Понимая, сколь тонкий это вопрос, автор напоминает, что он категорически осуждает происходившее. Но так как все уже случилось, об этом следует говорить, чтобы не допустить повторения подобных событий. Я постараюсь рассуждать обо всем отстраненно – эмоционально вовлекаться в это не хочется, а изменить прошлое не в моих силах.
Так или иначе, после того, как человек попадал в один из немецких лагерей, это было ненадолго – при том уровне работ и том уровне питания протянуть на ресурсах собственного организма он мог не более трех месяцев. Даже сотрудничество с администрацией сильно не помогало. Примером может быть глава лодзинского гетто Хаим Румковский – силами своего народа он создал важные для немецкой промышленности производства, но его все равно ликвидировали.
К тому же, гласно или негласно, но всегда имелись определенные основания, из-за которых судьба человека легко могла измениться – в лучшую, но обычно в худшую сторону. Это можно сказать и о женщинах, которые попадали в лагерь уже в положении либо по тем или иным причинам беременели в его стенах.
Общая политика состояла в том, чтобы не дать еще одному поколению евреев вырасти и отомстить за то, что стало с их родителями. К тому же, дети рассматривались, как бесполезные нахлебники, которые не могут трудиться. Тем не менее, в зависимости от места и времени подход мог быть кардинально разным.

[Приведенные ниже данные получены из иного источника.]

use crate::core::config::DatabaseConfig;
use sqlx::{postgres::PgPoolOptions, PgPool};
use std::time::Duration;

pub async fn create_pool(config: &DatabaseConfig) -> Result<PgPool, sqlx::Error> {
    pool_options(config).connect(&config.url).await
}

fn pool_options(config: &DatabaseConfig) -> PgPoolOptions {
    PgPoolOptions::new()
        .max_connections(config.max_connections)
        .min_connections(config.min_connections)
        .acquire_timeout(Duration::from_secs(config.acquire_timeout_secs))
        .idle_timeout(Duration::from_secs(config.idle_timeout_secs))
        .max_lifetime(Duration::from_secs(config.max_lifetime_secs))
}

/// Convert database error to a more specific AppError
///
/// Unique violations (23505) become `Conflict`, foreign key violations (23503)
/// become `Validation`; everything else stays a database error.
pub fn handle_db_error(e: sqlx::Error) -> crate::core::error::AppError {
    use crate::core::error::AppError;

    if let sqlx::Error::Database(db_err) = &e {
        if db_err.code() == Some(std::borrow::Cow::Borrowed("23505")) {
            let constraint = db_err.constraint().unwrap_or("unique constraint");
            return AppError::Conflict(format!("Duplicate value violates {}", constraint));
        }

        if db_err.code() == Some(std::borrow::Cow::Borrowed("23503")) {
            return AppError::Validation("Referenced record does not exist.".to_string());
        }

        // string_data_right_truncation: a value longer than its column
        if db_err.code() == Some(std::borrow::Cow::Borrowed("22001")) {
            return AppError::Validation("Ensure this value is not too long.".to_string());
        }
    }

    tracing::error!("Database error: {:?}", e);
    AppError::Database(e)
}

Терезиенштадт одно время использовался, как показательный лагерь, чтобы продемонстрировать миру, насколько нацисты гуманные – но когда были сняты соответствующие репортажи, все сразу же изменилось. Но при поддержке других узниц и узников у детей имелась возможность выжить и жить дальше – до тех пор, пока у людей не кончалось терпение. Тем не менее, случаи выживания все равно были – то же самое можно сказать о Бельзене и Равенсбрюке.
В Аушвице до 1943-го года было также, но затем все новоприбывшие стали подвергаться отбору. Те, кто не был слишком стар и слишком молод для лагерных работ, мог чувствовать себя в относительной безопасности некоторое время. Разумеется, сильных мужчин отбирали чаще, чем женщин, а от беременных избавлялись в первую очередь. Или же в тот момент, когда их положение становилось для всех очевидным.
Там работала акушерка по имени Гизелла Перл, которая помогала прерывать беременность, чтобы сохранить хотя бы жизнь матери. В противном случае их ждал газенваген или операционный стол доктора Менгеле. Впрочем, некоторые дамы отказывались от ее услуг, и тогда они разделяли судьбу своих детей.
Правда, администрацию особо интересовали близнецы – им удавалось уцелеть несколько чаще, хотя и ценой своего здоровья. Лаборатория Менгеле даже располагалась поблизости от женской секции Ia, где по его приказу содержались и дети. Роды, если они и случались, происходили прямо в бараке – никто из немцев не должен был об этом знать. В больничном блоке никак нельзя было скрыть факт рождения.
В Треблинке и Собиборе могли отправить в газенваген прибывшую партию заключенных в тот же день – поэтому указанной проблемы у них не возникало. Да и во всех лагерях в 1945-м году печи работали ускоренными темпами, но не справлялись с задачей. Поэтому к моменту освобождения количество выживших составляло тысячи и даже десятки тысяч человек.
Что касается возможности залететь прямо в лагере, то она была маловероятной. Большинство из них были однополыми, в остальных женщины содержались и выполняли работы отдельно от мужчин, и у заключенных не было уединения. Хотя и не исключались случаи, когда отцами становились представители администрации.
В израильском музее Яд ва-Шем есть детский мемориал, расположенный в искусственной пещере. Среди зеркал висят фото, а в центре горит свеча. Динамик называет имена тех, чья жизнь тогда прервалась, без перерыва – 24 часа в сутки, 7 дней в неделю, 365 дней в году. Учитывая, что мы знаем, по крайней мере, 1,5 миллионов имен, полное их озвучивание занимает несколько лет.